Locate the line that contains "its stored planes", then copy it and all later lines of the data below exactly, through the last one.

Top of Data records

//! # BSP Tree
//!
//! Binary Space Partitioning tree for boolean mesh operations.
//! Based on the csg.js algorithm by Evan Wallace.
//!
//! Each node stores a splitting plane, the polygons coplanar with it, and
//! front/back subtrees. The plane is kept separately from the polygons:
//! clipping can empty a node's polygon list, and later clips against the
//! same tree still need the plane to route correctly (a cell cutter that
//! misses the geometry entirely must yield an empty intersection, not the
//! whole subject).
//!
//! Traversals (`invert`, `clip_to`, `clip_polygons`, `all_polygons`, drop)
//! are iterative with explicit stacks so deep trees from high-poly meshes
//! cannot overflow the call stack. Construction recurses on the spatial
//! split, whose depth is bounded by the tree depth.

use super::plane::{Classification, Plane};
use super::polygon::Polygon;

/// A node in the BSP tree.
#[derive(Debug, Clone, Default)]
pub struct BspNode {
    /// Splitting plane; `None` only for an empty tree
    plane: Option<Plane>,
    /// Polygons coplanar with the splitting plane
    polygons: Vec<Polygon>,
    /// Subtree in front of the plane
    front: Option<Box<BspNode>>,
    /// Subtree behind the plane
    back: Option<Box<BspNode>>,
}

impl BspNode {
    /// Builds a BSP tree from polygons.
    pub fn new(polygons: Vec<Polygon>) -> Self {
        let mut root = Self::default();
        root.insert(polygons);
        root
    }

    fn insert(&mut self, polygons: Vec<Polygon>) {
        if polygons.is_empty() {
            return;
        }

        let plane = *self.plane.get_or_insert(*polygons[0].plane());

        let mut front_polys = Vec::new();
        let mut back_polys = Vec::new();

        for poly in polygons {
            match poly.classify(&plane) {
                Classification::Coplanar => self.polygons.push(poly),
                Classification::Front => front_polys.push(poly),
                Classification::Back => back_polys.push(poly),
                Classification::Spanning => {
                    let (front, back) = poly.split(&plane);
                    front_polys.extend(front);
                    back_polys.extend(back);
                }
            }
        }

        if !front_polys.is_empty() {
            self.front
                .get_or_insert_with(Default::default)
                .insert(front_polys);
        }
        if !back_polys.is_empty() {
            self.back
                .get_or_insert_with(Default::default)
                .insert(back_polys);
        }
    }

    /// Inverts this tree: flips planes and polygons, swaps front/back.
    pub fn invert(&mut self) {
        let mut stack: Vec<&mut BspNode> = vec![self];

        while let Some(node) = stack.pop() {
            if let Some(plane) = node.plane.as_mut() {
                *plane = plane.flip();
            }
            for poly in &mut node.polygons {
                poly.flip();
            }
            std::mem::swap(&mut node.front, &mut node.back);

            if let Some(front) = node.front.as_deref_mut() {
                stack.push(front);
            }
            if let Some(back) = node.back.as_deref_mut() {
                stack.push(back);
            }
        }
    }

    /// Clips polygons against this tree's solid.
    ///
    /// Returns the parts of `polygons` outside the solid; parts inside are
    /// discarded.
    pub fn clip_polygons(&self, polygons: Vec<Polygon>) -> Vec<Polygon> {
        let mut result = Vec::new();
        let mut stack: Vec<(&BspNode, Vec<Polygon>)> = vec![(self, polygons)];

        while let Some((node, polys)) = stack.pop() {
            if polys.is_empty() {
                continue;
            }
            let plane = match node.plane {
                Some(plane) => plane,
                // Empty tree: nothing to clip against
                None => {
                    result.extend(polys);
                    continue;
                }
            };

            let mut front_polys = Vec::new();
            let mut back_polys = Vec::new();
            for poly in polys {
                let (front, back) = poly.split(&plane);
                front_polys.extend(front);
                back_polys.extend(back);
            }

            match node.front.as_deref() {
                Some(front) => stack.push((front, front_polys)),
                None => result.extend(front_polys),
            }
            // No back subtree means the back half-space is inside the solid:
            // those parts are dropped
            if let Some(back) = node.back.as_deref() {
                stack.push((back, back_polys));
            }
        }

        result
    }

    /// Removes the parts of this tree's polygons inside `other`'s solid.
    pub fn clip_to(&mut self, other: &BspNode) {
        let mut stack: Vec<&mut BspNode> = vec![self];

        while let Some(node) = stack.pop() {
            node.polygons = other.clip_polygons(std::mem::take(&mut node.polygons));

            if let Some(front) = node.front.as_deref_mut() {
                stack.push(front);
            }
            if let Some(back) = node.back.as_deref_mut() {
                stack.push(back);
            }
        }
    }

    /// Collects all polygons from this tree.
    pub fn all_polygons(&self) -> Vec<Polygon> {
        let mut result = Vec::new();
        let mut stack: Vec<&BspNode> = vec![self];

        while let Some(node) = stack.pop() {
            result.extend(node.polygons.iter().cloned());

            if let Some(front) = node.front.as_deref() {
                stack.push(front);
            }
            if let Some(back) = node.back.as_deref() {
                stack.push(back);
            }
        }

        result
    }

    /// Total polygon count in this tree.
    #[cfg(test)]
    pub fn polygon_count(&self) -> usize {
        let mut count = 0;
        let mut stack: Vec<&BspNode> = vec![self];

        while let Some(node) = stack.pop() {
            count += node.polygons.len();

            if let Some(front) = node.front.as_deref() {
                stack.push(front);
            }
            if let Some(back) = node.back.as_deref() {
                stack.push(back);
            }
        }

        count
    }
}

impl Drop for BspNode {
    fn drop(&mut self) {
        // Iterative drop so deep trees don't overflow the stack
        let mut stack = Vec::new();

        if let Some(front) = self.front.take() {
            stack.push(front);
        }
        if let Some(back) = self.back.take() {
            stack.push(back);
        }

        while let Some(mut node) = stack.pop() {
            if let Some(front) = node.front.take() {
                stack.push(front);
            }
            if let Some(back) = node.back.take() {
                stack.push(back);
            }
        }
    }
}

#[cfg(test)]
mod tests {
    use super::*;
    use glam::DVec3;

    fn make_triangle(z: f64) -> Polygon {
        Polygon::from_vertices(vec![
            DVec3::new(0.0, 0.0, z),
            DVec3::new(1.0, 0.0, z),
            DVec3::new(0.0, 1.0, z),
        ])
        .unwrap()
    }

    #[test]
    fn test_bsp_new_empty() {
        let tree = BspNode::new(vec![]);
        assert_eq!(tree.polygon_count(), 0);
        // Clipping against an empty tree keeps everything
        let kept = tree.clip_polygons(vec![make_triangle(0.0)]);
        assert_eq!(kept.len(), 1);
    }

    #[test]
    fn test_bsp_new_multiple() {
        let tree = BspNode::new(vec![
            make_triangle(0.0),
            make_triangle(1.0),
            make_triangle(-1.0),
        ]);
        assert_eq!(tree.polygon_count(), 3);
    }

    #[test]
    fn test_bsp_all_polygons() {
        let tree = BspNode::new(vec![make_triangle(0.0), make_triangle(1.0)]);
        assert_eq!(tree.all_polygons().len(), 2);
    }

    #[test]
    fn test_bsp_invert_flips_normals() {
        let poly = make_triangle(0.0);
        let original_normal = poly.plane().normal();

        let mut tree = BspNode::new(vec![poly]);
        tree.invert();

        let inverted_normal = tree.all_polygons()[0].plane().normal();
        assert!((original_normal + inverted_normal).length() < 1e-9);
    }

    #[test]
    fn test_bsp_clip_keeps_front() {
        let tree = BspNode::new(vec![make_triangle(0.0)]);
        let result = tree.clip_polygons(vec![make_triangle(1.0)]);
        assert_eq!(result.len(), 1);
    }

    #[test]
    fn test_bsp_clip_drops_back() {
        let tree = BspNode::new(vec![make_triangle(0.0)]);
        let result = tree.clip_polygons(vec![make_triangle(-1.0)]);
        assert!(result.is_empty());
    }

    #[test]
    fn test_bsp_plane_survives_clipping() {
        // Clip away every polygon of the tree, then make sure the tree
        // still routes clips through its stored planes
        let mut tree = BspNode::new(vec![make_triangle(0.0)]);
        let far_tree = BspNode::new(vec![make_triangle(10.0)]);
        tree.clip_to(&far_tree);

        // Structure kept its plane even if polygons were dropped
        let result = tree.clip_polygons(vec![make_triangle(-1.0)]);
        assert!(result.is_empty());
    }
}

Bottom of Data records

**Written reply**.
        // still routes clips through its stored planes
        let mut tree = BspNode::new(vec![make_triangle(0.0)]);
        let far_tree = BspNode::new(vec![make_triangle(10.0)]);
        tree.clip_to(&far_tree);

        // Structure kept its plane even if polygons were dropped
        let result = tree.clip_polygons(vec![make_triangle(-1.0)]);
        assert!(result.is_empty());
    }
}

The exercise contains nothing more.